I stand before your today humbled by the faith you have placed in me to lead the Democratic Alliance through this critical period. It is my greatest honour to serve as your interim Federal Leader, and I assure you that I will do so with every ounce of energy I can muster.

I know what is expected of me in this role. I know the personal sacrifices that are required in this job. I also know that leading the DA comes with an extraordinary level of scrutiny and criticism. I am ready for this.

I have never been scared of hard work, and I have never backed down from a challenge.

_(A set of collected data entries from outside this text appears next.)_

use std::sync::Arc;

use arc_swap::ArcSwap;
use lightlvl_scan::ScanSettings;

/// Copy-on-write settings snapshot.
///
/// The command side publishes whole new values; the scan loop loads one `Arc`
/// per pass and keeps using it even if a newer value lands mid-pass.
#[derive(Clone, Debug)]
pub struct SharedSettings {
    inner: Arc<ArcSwap<ScanSettings>>,
}

impl SharedSettings {
    pub fn new(settings: ScanSettings) -> Self {
        Self {
            inner: Arc::new(ArcSwap::from_pointee(settings)),
        }
    }

    pub fn load(&self) -> Arc<ScanSettings> {
        self.inner.load_full()
    }

    pub fn publish(&self, settings: ScanSettings) {
        self.inner.store(Arc::new(settings));
    }
}

impl Default for SharedSettings {
    fn default() -> Self {
        Self::new(ScanSettings::default())
    }
}

#[cfg(test)]
mod tests {
    use super::*;
    use lightlvl_geom::ScanShape;

    #[test]
    fn held_snapshot_survives_publish() {
        let shared = SharedSettings::default();
        let before = shared.load();
        let mut next = (*before).clone();
        next.radius = 3;
        next.shape = ScanShape::Cube;
        shared.publish(next);
        assert_eq!(before.radius, lightlvl_scan::DEFAULT_RADIUS);
        assert_eq!(shared.load().radius, 3);
        assert_eq!(shared.clone().load().shape, ScanShape::Cube);
    }
}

But it is not just me who has to step up to the plate. We, as a party, are all embarking on this new chapter together. Each and every one of us has to be up for the fight, because the next year and a half will require an extraordinary effort.

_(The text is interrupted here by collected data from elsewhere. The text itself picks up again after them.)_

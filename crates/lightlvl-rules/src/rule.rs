use std::fmt;

use lightlvl_world::LightChannel;
use serde::{Deserialize, Serialize};
use thiserror::Error;

use crate::color::Rgba;

#[derive(Clone, Copy, Debug, PartialEq, Eq, Hash)]
pub enum Comparison {
    /// level >= threshold
    Over,
    /// level < threshold
    Under,
}

impl Comparison {
    pub fn parse(token: &str) -> Option<Comparison> {
        let token = token.trim();
        if token.eq_ignore_ascii_case("over") {
            Some(Comparison::Over)
        } else if token.eq_ignore_ascii_case("under") {
            Some(Comparison::Under)
        } else {
            None
        }
    }

    #[inline]
    pub fn matches(self, level: u8, threshold: u8) -> bool {
        match self {
            Comparison::Over => level >= threshold,
            Comparison::Under => level < threshold,
        }
    }

    pub fn as_str(self) -> &'static str {
        match self {
            Comparison::Over => "Over",
            Comparison::Under => "Under",
        }
    }
}

impl fmt::Display for Comparison {
    fn fmt(&self, f: &mut fmt::Formatter<'_>) -> fmt::Result {
        f.write_str(self.as_str())
    }
}

#[derive(Clone, Copy, Debug, PartialEq, Eq)]
pub struct Rule {
    pub channel: LightChannel,
    pub comparison: Comparison,
    pub threshold: u8,
    pub color: Rgba,
}

impl Rule {
    pub const fn new(channel: LightChannel, comparison: Comparison, threshold: u8, color: Rgba) -> Self {
        Self {
            channel,
            comparison,
            threshold,
            color,
        }
    }

    #[inline]
    pub fn matches(&self, level: u8) -> bool {
        self.comparison.matches(level, self.threshold)
    }
}

#[derive(Debug, Clone, PartialEq, Eq, Error)]
pub enum RuleError {
    #[error("rule {index}: light type '{token}' is not 'Block' or 'Sun'")]
    UnknownChannel { index: usize, token: String },
    #[error("rule {index}: over_or_under '{token}' is not 'Over' or 'Under'")]
    UnknownComparison { index: usize, token: String },
}

/// Ordered rules; the first match wins and no match means transparent.
#[derive(Clone, Debug, Default, PartialEq)]
pub struct RuleSet {
    rules: Vec<Rule>,
}

impl RuleSet {
    pub fn new(rules: Vec<Rule>) -> Self {
        Self { rules }
    }

    /// Validates persisted rule definitions. One bad token rejects the whole set.
    pub fn compile(defs: &[RuleDef]) -> Result<RuleSet, RuleError> {
        let rules = defs
            .iter()
            .enumerate()
            .map(|(index, def)| def.compile(index))
            .collect::<Result<Vec<_>, _>>()?;
        Ok(RuleSet { rules })
    }

    pub fn rules(&self) -> &[Rule] {
        &self.rules
    }

    pub fn len(&self) -> usize {
        self.rules.len()
    }

    pub fn is_empty(&self) -> bool {
        self.rules.is_empty()
    }

    /// Levels are fetched lazily per rule; a channel may be asked for more than once.
    pub fn evaluate_with<E>(
        &self,
        mut level: impl FnMut(LightChannel) -> Result<u8, E>,
    ) -> Result<Rgba, E> {
        for rule in &self.rules {
            if rule.matches(level(rule.channel)?) {
                return Ok(rule.color);
            }
        }
        Ok(Rgba::TRANSPARENT)
    }

    /// Same as [`RuleSet::evaluate_with`] with both levels already known.
    pub fn evaluate(&self, block: u8, sun: u8) -> Rgba {
        let r: Result<Rgba, std::convert::Infallible> = self.evaluate_with(|c| {
            Ok(match c {
                LightChannel::Block => block,
                LightChannel::Sun => sun,
            })
        });
        match r {
            Ok(c) => c,
            Err(never) => match never {},
        }
    }
}

/// Rule as written in the config file. Tokens are kept raw so a typo can be
/// reported against its rule index instead of failing the whole file.
#[derive(Clone, Debug, PartialEq, Eq, Serialize, Deserialize)]
pub struct RuleDef {
    pub light_type: String,
    pub over_or_under: String,
    pub light_level: u8,
    pub red: u8,
    pub green: u8,
    pub blue: u8,
    pub opacity: u8,
}

impl RuleDef {
    pub fn compile(&self, index: usize) -> Result<Rule, RuleError> {
        let channel =
            LightChannel::parse(&self.light_type).ok_or_else(|| RuleError::UnknownChannel {
                index,
                token: self.light_type.clone(),
            })?;
        let comparison = Comparison::parse(&self.over_or_under).ok_or_else(|| {
            RuleError::UnknownComparison {
                index,
                token: self.over_or_under.clone(),
            }
        })?;
        Ok(Rule {
            channel,
            comparison,
            threshold: self.light_level,
            color: Rgba::new(self.red, self.green, self.blue, self.opacity),
        })
    }

    pub fn from_rule(rule: &Rule) -> Self {
        Self {
            light_type: rule.channel.as_str().to_string(),
            over_or_under: rule.comparison.as_str().to_string(),
            light_level: rule.threshold,
            red: rule.color.r,
            green: rule.color.g,
            blue: rule.color.b,
            opacity: rule.color.a,
        }
    }

    /// Green when torch-lit, yellow when only sun-lit, red when dark.
    pub fn example_set() -> Vec<RuleDef> {
        [
            Rule::new(LightChannel::Block, Comparison::Over, 8, Rgba::new(0, 255, 0, 32)),
            Rule::new(LightChannel::Sun, Comparison::Over, 8, Rgba::new(255, 255, 0, 32)),
            Rule::new(LightChannel::Sun, Comparison::Under, 8, Rgba::new(255, 0, 0, 32)),
        ]
        .iter()
        .map(RuleDef::from_rule)
        .collect()
    }
}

If we want to be in a strong position by the 2021 local government elections, then we will have to make our recovery from the 2019 national elections swift and decisive.

This is not for our own sake but for the sake of our country. Recently I’ve heard people say that South Africa needs a miracle to make it through these hard times we find ourselves in.

But that’s not true. We don’t need a miracle. We simply need people in leadership who genuinely care for the people they serve, and who care about the important jobs they do.

This party is full of people like that. I know, from more than two decades in the DA, that this is a party driven by a deep sense of compassion and empathy for the people we serve.

That’s why it’s hard to witness the suffering of poor South Africans day in and day out. I have seen, first-hand, some of the worst poverty and neglect in our country, and it is impossible to walk away from those scenes without being deeply affected.

I have seen hungry children in rural KZN who have no choice but to accept that their next proper meal will only come on the Monday at school.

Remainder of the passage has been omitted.